Molecular basis of hereditary cystic kidney diseases

Abstract

The inherited cystic nephropathies (ICNs) are caused by gene mutations determinant to the development of renal epithelial cell abnormalities, alterations that create the biological conditions necessary to cyst formation. The identification of genes mutated in these diseases and the characterization of their protein products have been allowing the elucidation of mechanisms involved in their pathogenesis. The current review focus on the genetic basis and molecular pathogenesis of such illnesses, though it also briefly addresses clinical and epidemiological aspects of the ICNs with higher medical and socioeconomical impact. Within this disease set, we will approach autosomal dominant polycystic kidney disease, autosomal recessive polycystic kidney disease, nephronophthises, autosomal dominant tubule-interstitial kidney disease, von Hippel-Lindau disease, and tuberous sclerosis complex. These ICNs present overlapping of clinical manifestations and share pathways and molecular defects. Among their common features, we will focus on the central role of abnormalities affecting the primary apical cilium and intracellular signaling pathways responsible for fundamental alterations in cell phenotype.
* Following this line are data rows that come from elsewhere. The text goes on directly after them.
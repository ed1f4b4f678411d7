//! HTTP error response conversion
//!
//! Handlers return `Result<impl IntoResponse, HttpAppError>`; any `AppError` converts with
//! `?` and renders as `{error, hint?, code, recoverable}` with the variant's status code.

use axum::{
    http::{Method, StatusCode, Uri},
    response::{IntoResponse, Response},
    Json,
};
use docrelay_core::{is_production_env, AppError, ErrorMetadata, LogLevel};
pub use docrelay_infra::ErrorResponse;

/// Wrapper type for AppError to implement IntoResponse
///
/// Needed because of the orphan rule: `IntoResponse` (axum) cannot be implemented for
/// `AppError` (docrelay-core) outside either crate.
#[derive(Debug)]
pub struct HttpAppError(pub AppError);

impl From<AppError> for HttpAppError {
    fn from(err: AppError) -> Self {
        HttpAppError(err)
    }
}

impl From<anyhow::Error> for HttpAppError {
    fn from(err: anyhow::Error) -> Self {
        HttpAppError(AppError::InternalWithSource {
            message: err.to_string(),
            source: err,
        })
    }
}

fn log_error(error: &AppError) {
    let error_type = error.error_type();
    match error.log_level() {
        LogLevel::Debug => {
            tracing::debug!(error = %error, error_type = error_type, "Error occurred");
        }
        LogLevel::Warn => {
            tracing::warn!(error = %error, error_type = error_type, "Error occurred");
        }
        LogLevel::Error => {
            tracing::error!(error = %error.detailed_message(), error_type = error_type, "Error occurred");
        }
    }
}

/// Build the response body. Sensitive errors carry their internal detail as the hint
/// outside production only.
pub(crate) fn error_body(error: &AppError, is_production: bool) -> ErrorResponse {
    let hint = if error.is_sensitive() && !is_production {
        Some(error.detailed_message())
    } else {
        error.hint()
    };

    ErrorResponse {
        error: error.client_message(),
        hint,
        code: error.error_code().to_string(),
        recoverable: error.is_recoverable(),
    }
}

impl IntoResponse for HttpAppError {
    fn into_response(self) -> Response {
        let app_error = &self.0;

        let status = StatusCode::from_u16(app_error.http_status_code())
            .unwrap_or(StatusCode::INTERNAL_SERVER_ERROR);

        log_error(app_error);

        (status, Json(error_body(app_error, is_production_env()))).into_response()
    }
}

/// Fallback for unmatched routes
pub async fn route_not_found(method: Method, uri: Uri) -> HttpAppError {
    HttpAppError(AppError::RouteNotFound {
        method: method.to_string(),
        path: uri.path().to_string(),
    })
}
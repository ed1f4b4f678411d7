use async_trait::async_trait;
use chrono::Utc;
use docrelay_core::constants::clamp_list_limit;
use docrelay_core::models::{Document, DocumentResult, DocumentStatus};
use docrelay_core::AppError;
use tokio::sync::RwLock;
use uuid::Uuid;

use super::document::{DocumentStore, NewDocument};

/// Document store kept in process memory.
///
/// Records live in insertion order behind a single lock; nothing is persisted.
#[derive(Default)]
pub struct InMemoryDocumentStore {
    documents: RwLock<Vec<Document>>,
}

impl InMemoryDocumentStore {
    pub fn new() -> Self {
        Self::default()
    }

    pub async fn len(&self) -> usize {
        self.documents.read().await.len()
    }

    pub async fn is_empty(&self) -> bool {
        self.documents.read().await.is_empty()
    }
}

#[async_trait]
impl DocumentStore for InMemoryDocumentStore {
    async fn create(&self, document: NewDocument) -> Result<Document, AppError> {
        document.check()?;

        let now = Utc::now();
        let created = Document {
            id: Uuid::new_v4(),
            filename: document.filename,
            mime: document.mime,
            size: document.size,
            status: document.status,
            result: None,
            created_at: now,
            updated_at: now,
        };

        self.documents.write().await.push(created.clone());
        Ok(created)
    }

    async fn find_by_id(&self, id: Uuid) -> Result<Option<Document>, AppError> {
        let documents = self.documents.read().await;
        Ok(documents.iter().find(|d| d.id == id).cloned())
    }

    async fn update_status(
        &self,
        id: Uuid,
        status: DocumentStatus,
        result: Option<DocumentResult>,
    ) -> Result<Document, AppError> {
        status.check_result(result.as_ref())?;

        let mut documents = self.documents.write().await;
        let document = documents
            .iter_mut()
            .find(|d| d.id == id)
            .ok_or(AppError::DocumentNotFound(id))?;

        if !document.status.can_transition_to(status) {
            return Err(AppError::InvalidTransition {
                from: document.status,
                to: status,
            });
        }

        document.status = status;
        document.result = result;
        document.updated_at = Utc::now().max(document.created_at);
        Ok(document.clone())
    }

    async fn list_recent(&self, limit: i64) -> Result<Vec<Document>, AppError> {
        let limit = usize::try_from(clamp_list_limit(Some(limit))).unwrap_or(usize::MAX);
        let documents = self.documents.read().await;

        // Newest insert first, so equal timestamps still list in reverse insertion order.
        let mut recent: Vec<Document> = documents.iter().rev().cloned().collect();
        recent.sort_by(|a, b| b.created_at.cmp(&a.created_at));
        recent.truncate(limit);
        Ok(recent)
    }

    async fn ping(&self) -> Result<(), AppError> {
        Ok(())
    }
}
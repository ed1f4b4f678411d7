//! Data models for the application

mod document;
mod ocr;

pub use document::*;
pub use ocr::*;
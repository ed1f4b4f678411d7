use crate::error::{ErrorResponse, HttpAppError};
use crate::state::AppState;
use axum::{
    extract::{rejection::QueryRejection, Path, Query, State},
    response::IntoResponse,
    Json,
};
use docrelay_core::constants::clamp_list_limit;
use docrelay_core::models::{DocumentListResponse, DocumentResponse};
use docrelay_core::AppError;
use serde::Deserialize;
use std::sync::Arc;
use utoipa::IntoParams;
use uuid::Uuid;

#[utoipa::path(
    get,
    path = "/documents/{id}",
    tag = "documents",
    params(
        ("id" = Uuid, Path, description = "Document ID")
    ),
    responses(
        (status = 200, description = "Document found", body = DocumentResponse),
        (status = 400, description = "Malformed document ID", body = ErrorResponse),
        (status = 404, description = "Document not found", body = ErrorResponse),
        (status = 500, description = "Internal server error", body = ErrorResponse)
    )
)]
pub async fn get_document(
    State(state): State<Arc<AppState>>,
    Path(id): Path<String>,
) -> Result<impl IntoResponse, HttpAppError> {
    let id = Uuid::parse_str(&id).map_err(|_| AppError::InvalidId(id.clone()))?;

    let document = state
        .store
        .find_by_id(id)
        .await?
        .ok_or(AppError::DocumentNotFound(id))?;

    Ok(Json(DocumentResponse::from(document)))
}

/// Unparsable limits fall back to the default instead of failing the request.
#[derive(Debug, Deserialize, IntoParams)]
pub struct ListQuery {
    /// Number of documents to return (default 10, max 100)
    #[param(value_type = Option<i64>)]
    pub limit: Option<String>,
}

#[utoipa::path(
    get,
    path = "/documents",
    tag = "documents",
    params(ListQuery),
    responses(
        (status = 200, description = "Most recent documents, newest first", body = DocumentListResponse),
        (status = 500, description = "Internal server error", body = ErrorResponse)
    )
)]
pub async fn list_documents(
    State(state): State<Arc<AppState>>,
    query: Result<Query<ListQuery>, QueryRejection>,
) -> Result<impl IntoResponse, HttpAppError> {
    // A query string that does not deserialize (e.g. `limit` repeated) means the default.
    let requested = match query {
        Ok(Query(query)) => query
            .limit
            .as_deref()
            .and_then(|s| s.trim().parse::<i64>().ok()),
        Err(rejection) => {
            tracing::debug!(error = %rejection, "Ignoring unreadable list query");
            None
        }
    };

    let documents = state
        .store
        .list_recent(clamp_list_limit(requested))
        .await?;

    Ok(Json(DocumentListResponse::from(documents)))
}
When highlighting the advances in molecular and cellular pathogenesis of ICNs, we will critically discuss the establishment, the roles and the implications of the defective cytosolic calcium homeostasis; hyperproliferative cell response to cyclic AMP; high cell proliferation and apoptosis rates; extracellular matrix alterations; cell polarity abnormalities; and transepithelial fluid secretion. The knowledge accumulated in the last two decades brought a new molecular and cellular scenario to the ICNs, creating the required platform to develop preclinical assays. Such studies, in turn, have been supporting the performance of robust clinical trials which have been opening promising therapeutic perspectives.